Path: utzoo!utgpu!jarvis.csri.toronto.edu!mailrus!shadooby!ginosko!uunet!lotus!esegue!johnl
From: johnl@esegue.segue.boston.ma.us (John R. Levine)
Newsgroups: comp.arch
Subject: Re: Self-modifying code
Message-ID: <1989Oct11.013553.3893@esegue.segue.boston.ma.us>
Date: 11 Oct 89 01:35:53 GMT
References: <1080@mipos3.intel.com>
Reply-To: johnl@esegue.segue.boston.ma.us (John R. Levine)
Organization: Segue Software, Cambridge MA
Lines: 66

In article <1080@mipos3.intel.com> jpoon@mipos2.intel.com (Jack Poon~) writes:
>Could any experts out there educate me WHY and HOW does self-modifying code
>use?

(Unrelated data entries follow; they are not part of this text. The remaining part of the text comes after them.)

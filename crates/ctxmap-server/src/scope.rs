//! Request scope — the value attached to each in-flight request.
//!
//! [`ScopeMiddleware`] inserts a fresh scope under the request handle before
//! routing. Services and later middleware only receive the handle and look the
//! scope up in the [`ScopeRegistry`]. A scope is immutable once shared;
//! [`RequestScope::with_value`] derives a new one that callers insert under the
//! same handle, replacing the old one.

use std::sync::Arc;

use chrono::{DateTime, Utc};
use ctxmap::{ContextRegistry, RequestHandle};
use serde::Serialize;
use serde_json::{Map, Value};
use tokio_util::sync::CancellationToken;
use tracing::debug;

use crate::middleware::{Middleware, MiddlewareResult};

/// Registry of live request scopes. An entry holding `None` marks a request
/// whose scope was explicitly detached.
pub type ScopeRegistry = ContextRegistry<RequestHandle, Option<Arc<RequestScope>>>;

/// Cancellation and metadata carrier for one request.
#[derive(Debug, Clone)]
pub struct RequestScope {
    handle: RequestHandle,
    method: String,
    started_at: DateTime<Utc>,
    cancel: CancellationToken,
    values: Map<String, Value>,
}

/// Serializable view of a scope, returned by `scope/get`.
#[derive(Debug, Serialize)]
#[serde(rename_all = "camelCase")]
pub struct ScopeSnapshot {
    pub handle: String,
    pub method: String,
    pub started_at: DateTime<Utc>,
    pub cancelled: bool,
    pub values: Map<String, Value>,
}

impl RequestScope {
    pub fn new(handle: RequestHandle, method: impl Into<String>) -> Self {
        Self {
            handle,
            method: method.into(),
            started_at: Utc::now(),
            cancel: CancellationToken::new(),
            values: Map::new(),
        }
    }

    /// Derive a scope carrying one more value. Shares the cancellation token.
    pub fn with_value(&self, key: impl Into<String>, value: Value) -> Self {
        let mut derived = self.clone();
        derived.values.insert(key.into(), value);
        derived
    }

    pub fn handle(&self) -> RequestHandle {
        self.handle
    }

    pub fn method(&self) -> &str {
        &self.method
    }

    pub fn started_at(&self) -> DateTime<Utc> {
        self.started_at
    }

    pub fn value(&self, key: &str) -> Option<&Value> {
        self.values.get(key)
    }

    pub fn values(&self) -> &Map<String, Value> {
        &self.values
    }

    pub fn elapsed(&self) -> chrono::Duration {
        Utc::now() - self.started_at
    }

    /// Signal cancellation to everything working on this request.
    pub fn cancel(&self) {
        self.cancel.cancel();
    }

    pub fn is_cancelled(&self) -> bool {
        self.cancel.is_cancelled()
    }

    /// Token for work done on behalf of this request. Outlives replacement
    /// of the scope in the registry.
    pub fn cancel_token(&self) -> CancellationToken {
        self.cancel.clone()
    }

    pub fn snapshot(&self) -> ScopeSnapshot {
        ScopeSnapshot {
            handle: self.handle.to_string(),
            method: self.method.clone(),
            started_at: self.started_at,
            cancelled: self.is_cancelled(),
            values: self.values.clone(),
        }
    }
}

/// Attaches a fresh [`RequestScope`] to every request. Runs first.
pub struct ScopeMiddleware {
    registry: Arc<ScopeRegistry>,
}

impl ScopeMiddleware {
    pub fn new(registry: Arc<ScopeRegistry>) -> Self {
        Self { registry }
    }
}

impl Middleware for ScopeMiddleware {
    async fn before(
        &self,
        handle: &RequestHandle,
        method: &str,
        params: Option<Value>,
    ) -> MiddlewareResult {
        let scope = RequestScope::new(*handle, method);
        self.registry.insert(*handle, Some(Arc::new(scope)));
        debug!("Scope attached: {handle} ({method})");
        MiddlewareResult::allow(params)
    }

    fn name(&self) -> &str {
        "scope"
    }

    fn priority(&self) -> i32 {
        i32::MIN
    }
}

What the advantage of using self-modifying code that non-self-modifying
>code cannot achieve?

Depending on your point of view, either every modern computer uses
self-modifying code, or almost nobody uses it any more.  One of the great
conceptual breakthroughs that made the modern computer possible was to store
instructions and data in the same memory, so that instructions could create
and modify other instructions.  (I believe it was due to Von Neumann, but
Babbage may have preceded him.)

In ancient days, before about 1954, there were no index registers or even
indirect addressing, so the only way you got a computer program to do
anything interesting like add up all of the elements in an array was to have
the program patch itself.  For example, if your array started at location
100, the first instruction in the loop would be something like "ADD 100"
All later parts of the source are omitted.